GOAL OF THE EXERCISE » Would you print every entry exactly as it appears?
BEGIN THE INPUT
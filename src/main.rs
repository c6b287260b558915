use std::fs;
use std::io;

use clap::{Args, Parser, Subcommand};
use serde_json::{Value, json};
use tracing::info;

use drawlines::config::{GradingConfig, GradingSettings};
use drawlines::coords::parse_line_response;
use drawlines::grading::{classify_response, num_parts_right, summarise_response, validation_error};
use drawlines::{ConfigurationError, Dimensions, FormatError, GradeMethod, Line, LineType, Question, QuestionForm, Response, Zone};

#[derive(Debug, thiserror::Error)]
enum CliError {
    #[error("failed to read {path}: {source}")]
    Io {
        path: String,
        #[source]
        source: io::Error,
    },
    #[error("invalid JSON payload: {0}")]
    InvalidJson(#[from] serde_json::Error),
    #[error("invalid configuration: {0}")]
    Config(#[from] ConfigurationError),
    #[error("invalid coordinates: {0}")]
    Format(#[from] FormatError),
}

#[derive(Parser, Debug)]
#[command(name = "drawlines", about = "Grade and inspect drag-the-line image questions")]
struct Cli {
    #[command(subcommand)]
    command: Command,
}

#[derive(Subcommand, Debug)]
enum Command {
    /// Grade one response against a question.
    Grade(GradeArgs),
    /// Grade a sequence of tries with the multi-try penalty.
    FinalGrade(FinalGradeArgs),
    /// Check an authoring form and report problems per field.
    Validate(ValidateArgs),
    /// Print the response that grades fully right.
    Correct(QuestionArg),
    /// Project a line through two points to the image border.
    Project(ProjectArgs),
}

#[derive(Args, Debug)]
struct QuestionArg {
    #[arg(long, help = "Question JSON file, or - for stdin")]
    question: String,
}

#[derive(Args, Debug)]
struct GradeArgs {
    #[command(flatten)]
    question: QuestionArg,

    #[arg(long, help = "Response JSON file, or - for stdin")]
    response: String,

    #[arg(long, help = "Grading method (partial|allnone); defaults to DRAWLINES_GRADE_METHOD, else the question's")]
    method: Option<String>,
}

#[derive(Args, Debug)]
struct FinalGradeArgs {
    #[command(flatten)]
    question: QuestionArg,

    #[arg(long, help = "JSON array of responses, one per try")]
    responses: String,

    #[arg(long, help = "Grading method (partial|allnone); defaults to DRAWLINES_GRADE_METHOD, else the question's")]
    method: Option<String>,

    #[arg(long, help = "Penalty per wrong try; defaults to DRAWLINES_PENALTY, else the question's")]
    penalty: Option<f64>,

    #[arg(long, help = "Total tries; defaults to DRAWLINES_TOTAL_TRIES, else one per hint plus one")]
    tries: Option<usize>,
}

#[derive(Args, Debug)]
struct ValidateArgs {
    #[arg(long, help = "Authoring form JSON file, or - for stdin")]
    form: String,

    #[arg(long, requires = "height")]
    width: Option<u32>,

    #[arg(long, requires = "width")]
    height: Option<u32>,
}

#[derive(Args, Debug)]
struct ProjectArgs {
    #[arg(help = "Two points, e.g. \"10,20 30,40\"")]
    coords: String,

    #[arg(long)]
    width: u32,

    #[arg(long)]
    height: u32,
}

fn main() -> Result<(), CliError> {
    tracing_subscriber::fmt().with_writer(io::stderr).init();

    let cli = Cli::parse();
    match cli.command {
        Command::Grade(args) => run_grade(args),
        Command::FinalGrade(args) => run_final_grade(args),
        Command::Validate(args) => run_validate(args),
        Command::Correct(args) => run_correct(args),
        Command::Project(args) => run_project(args),
    }
}

fn run_grade(args: GradeArgs) -> Result<(), CliError> {
    let question = load_question(&args.question)?;
    let response: Response = serde_json::from_str(&read_input(&args.response)?)?;
    let method = settings(&question, args.method.as_deref(), None, None)?.grade_method;

    let (fraction, state) = drawlines::grading::grade_response(&question.lines, &response, method);
    let (right, total) = num_parts_right(&question.lines, &response);
    info!(fraction, ?state, "graded response");

    print_json(&json!({
        "fraction": fraction,
        "state": state,
        "gradeMethod": method.as_str(),
        "partsRight": right,
        "partsTotal": total,
        "complete": question.is_complete_response(&response),
        "error": validation_error(&question.lines, &response).map(|e| e.to_string()),
        "summary": summarise_response(&question.lines, &response),
        "lines": classify_response(&question.lines, &response, method),
    }))
}

fn run_final_grade(args: FinalGradeArgs) -> Result<(), CliError> {
    let question = load_question(&args.question)?;
    let responses: Vec<Response> = serde_json::from_str(&read_input(&args.responses)?)?;
    let GradingSettings { grade_method, penalty, total_tries } =
        settings(&question, args.method.as_deref(), args.penalty, args.tries)?;
    let grade =
        drawlines::grading::compute_final_grade(&question.lines, grade_method, &responses, penalty, total_tries);

    print_json(&json!({
        "grade": grade,
        "gradeMethod": grade_method.as_str(),
        "penalty": penalty,
        "tries": total_tries,
    }))
}

fn run_validate(args: ValidateArgs) -> Result<(), CliError> {
    let form: QuestionForm = serde_json::from_str(&read_input(&args.form)?)?;
    let dims = args.width.zip(args.height).map(|(w, h)| Dimensions::new(w, h));
    let issues = form.validate(dims);
    print_json(&json!({ "valid": issues.is_empty(), "issues": issues }))
}

fn run_correct(args: QuestionArg) -> Result<(), CliError> {
    let question = load_question(&args)?;
    print_json(&serde_json::to_value(question.correct_response())?)
}

fn run_project(args: ProjectArgs) -> Result<(), CliError> {
    let (start, end) = parse_line_response(LineType::LineSegment, &args.coords)?;
    let dims = Dimensions::new(args.width, args.height);
    let line = Line::new(1, LineType::LineInfinite, Zone::new(start, 0.0), Zone::new(end, 0.0));
    let [a, b] = line.infinite_projection(dims.max_x(), dims.max_y());
    print_json(&json!({
        "projection": [a.to_string(), b.to_string()],
        "response": line.response_coordinates(dims),
    }))
}

/// Flags first, then `DRAWLINES_*` variables, then the question itself.
fn settings(
    question: &Question,
    method: Option<&str>,
    penalty: Option<f64>,
    tries: Option<usize>,
) -> Result<GradingSettings, CliError> {
    let flags = GradingConfig {
        grade_method: method.map(str::parse::<GradeMethod>).transpose()?,
        penalty,
        total_tries: tries,
    };
    let settings = flags.or(GradingConfig::from_env()?).resolve(question);
    info!(method = settings.grade_method.as_str(), settings.penalty, settings.total_tries, "grading settings");
    Ok(settings)
}

fn load_question(arg: &QuestionArg) -> Result<Question, CliError> {
    let question: Question = serde_json::from_str(&read_input(&arg.question)?)?;
    info!(lines = question.lines.len(), method = question.grade_method.as_str(), "question loaded");
    Ok(question)
}

fn read_input(path: &str) -> Result<String, CliError> {
    let result = if path == "-" { io::read_to_string(io::stdin()) } else { fs::read_to_string(path) };
    result.map_err(|source| CliError::Io { path: path.to_string(), source })
}

fn print_json(value: &Value) -> Result<(), CliError> {
    let rendered = serde_json::to_string_pretty(value)?;
    println!("{rendered}");
    Ok(())
}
END THE INPUT
REPLY »
filename src/main.rs
repository c6b287260b558915
use std::fs;
use std::io;

use clap::{Args, Parser, Subcommand};
use serde_json::{Value, json};
use tracing::info;

use drawlines::config::{GradingConfig, GradingSettings};
use drawlines::coords::parse_line_response;
use drawlines::grading::{classify_response, num_parts_right, summarise_response, validation_error};
use drawlines::{ConfigurationError, Dimensions, FormatError, GradeMethod, Line, LineType, Question, QuestionForm, Response, Zone};

#[derive(Debug, thiserror::Error)]
enum CliError {
    #[error("failed to read {path}: {source}")]
    Io {
        path: String,
        #[source]
        source: io::Error,
    },
    #[error("invalid JSON payload: {0}")]
    InvalidJson(#[from] serde_json::Error),
    #[error("invalid configuration: {0}")]
    Config(#[from] ConfigurationError),
    #[error("invalid coordinates: {0}")]
    Format(#[from] FormatError),
}

#[derive(Parser, Debug)]
#[command(name = "drawlines", about = "Grade and inspect drag-the-line image questions")]
struct Cli {
    #[command(subcommand)]
    command: Command,
}

#[derive(Subcommand, Debug)]
enum Command {
    /// Grade one response against a question.
    Grade(GradeArgs),
    /// Grade a sequence of tries with the multi-try penalty.
    FinalGrade(FinalGradeArgs),
    /// Check an authoring form and report problems per field.
    Validate(ValidateArgs),
    /// Print the response that grades fully right.
    Correct(QuestionArg),
    /// Project a line through two points to the image border.
    Project(ProjectArgs),
}

#[derive(Args, Debug)]
struct QuestionArg {
    #[arg(long, help = "Question JSON file, or - for stdin")]
    question: String,
}

#[derive(Args, Debug)]
struct GradeArgs {
    #[command(flatten)]
    question: QuestionArg,

    #[arg(long, help = "Response JSON file, or - for stdin")]
    response: String,

    #[arg(long, help = "Grading method (partial|allnone); defaults to DRAWLINES_GRADE_METHOD, else the question's")]
    method: Option<String>,
}

#[derive(Args, Debug)]
struct FinalGradeArgs {
    #[command(flatten)]
    question: QuestionArg,

    #[arg(long, help = "JSON array of responses, one per try")]
    responses: String,

    #[arg(long, help = "Grading method (partial|allnone); defaults to DRAWLINES_GRADE_METHOD, else the question's")]
    method: Option<String>,

    #[arg(long, help = "Penalty per wrong try; defaults to DRAWLINES_PENALTY, else the question's")]
    penalty: Option<f64>,

    #[arg(long, help = "Total tries; defaults to DRAWLINES_TOTAL_TRIES, else one per hint plus one")]
    tries: Option<usize>,
}

#[derive(Args, Debug)]
struct ValidateArgs {
    #[arg(long, help = "Authoring form JSON file, or - for stdin")]
    form: String,

    #[arg(long, requires = "height")]
    width: Option<u32>,

    #[arg(long, requires = "width")]
    height: Option<u32>,
}

#[derive(Args, Debug)]
struct ProjectArgs {
    #[arg(help = "Two points, e.g. \"10,20 30,40\"")]
    coords: String,

    #[arg(long)]
    width: u32,

    #[arg(long)]
    height: u32,
}

fn main() -> Result<(), CliError> {
    tracing_subscriber::fmt().with_writer(io::stderr).init();

    let cli = Cli::parse();
    match cli.command {
        Command::Grade(args) => run_grade(args),
        Command::FinalGrade(args) => run_final_grade(args),
        Command::Validate(args) => run_validate(args),
        Command::Correct(args) => run_correct(args),
        Command::Project(args) => run_project(args),
    }
}

fn run_grade(args: GradeArgs) -> Result<(), CliError> {
    let question = load_question(&args.question)?;
    let response: Response = serde_json::from_str(&read_input(&args.response)?)?;
    let method = settings(&question, args.method.as_deref(), None, None)?.grade_method;

    let (fraction, state) = drawlines::grading::grade_response(&question.lines, &response, method);
    let (right, total) = num_parts_right(&question.lines, &response);
    info!(fraction, ?state, "graded response");

    print_json(&json!({
        "fraction": fraction,
        "state": state,
        "gradeMethod": method.as_str(),
        "partsRight": right,
        "partsTotal": total,
        "complete": question.is_complete_response(&response),
        "error": validation_error(&question.lines, &response).map(|e| e.to_string()),
        "summary": summarise_response(&question.lines, &response),
        "lines": classify_response(&question.lines, &response, method),
    }))
}

fn run_final_grade(args: FinalGradeArgs) -> Result<(), CliError> {
    let question = load_question(&args.question)?;
    let responses: Vec<Response> = serde_json::from_str(&read_input(&args.responses)?)?;
    let GradingSettings { grade_method, penalty, total_tries } =
        settings(&question, args.method.as_deref(), args.penalty, args.tries)?;
    let grade =
        drawlines::grading::compute_final_grade(&question.lines, grade_method, &responses, penalty, total_tries);

    print_json(&json!({
        "grade": grade,
        "gradeMethod": grade_method.as_str(),
        "penalty": penalty,
        "tries": total_tries,
    }))
}

fn run_validate(args: ValidateArgs) -> Result<(), CliError> {
    let form: QuestionForm = serde_json::from_str(&read_input(&args.form)?)?;
    let dims = args.width.zip(args.height).map(|(w, h)| Dimensions::new(w, h));
    let issues = form.validate(dims);
    print_json(&json!({ "valid": issues.is_empty(), "issues": issues }))
}

fn run_correct(args: QuestionArg) -> Result<(), CliError> {
    let question = load_question(&args)?;
    print_json(&serde_json::to_value(question.correct_response())?)
}

fn run_project(args: ProjectArgs) -> Result<(), CliError> {
    let (start, end) = parse_line_response(LineType::LineSegment, &args.coords)?;
    let dims = Dimensions::new(args.width, args.height);
    let line = Line::new(1, LineType::LineInfinite, Zone::new(start, 0.0), Zone::new(end, 0.0));
    let [a, b] = line.infinite_projection(dims.max_x(), dims.max_y());
    print_json(&json!({
        "projection": [a.to_string(), b.to_string()],
        "response": line.response_coordinates(dims),
    }))
}

/// Flags first, then `DRAWLINES_*` variables, then the question itself.
fn settings(
    question: &Question,
    method: Option<&str>,
    penalty: Option<f64>,
    tries: Option<usize>,
) -> Result<GradingSettings, CliError> {
    let flags = GradingConfig {
        grade_method: method.map(str::parse::<GradeMethod>).transpose()?,
        penalty,
        total_tries: tries,
    };
    let settings = flags.or(GradingConfig::from_env()?).resolve(question);
    info!(method = settings.grade_method.as_str(), settings.penalty, settings.total_tries, "grading settings");
    Ok(settings)
}

fn load_question(arg: &QuestionArg) -> Result<Question, CliError> {
    let question: Question = serde_json::from_str(&read_input(&arg.question)?)?;
    info!(lines = question.lines.len(), method = question.grade_method.as_str(), "question loaded");
    Ok(question)
}

fn read_input(path: &str) -> Result<String, CliError> {
    let result = if path == "-" { io::read_to_string(io::stdin()) } else { fs::read_to_string(path) };
    result.map_err(|source| CliError::Io { path: path.to_string(), source })
}

fn print_json(value: &Value) -> Result<(), CliError> {
    let rendered = serde_json::to_string_pretty(value)?;
    println!("{rendered}");
    Ok(())
}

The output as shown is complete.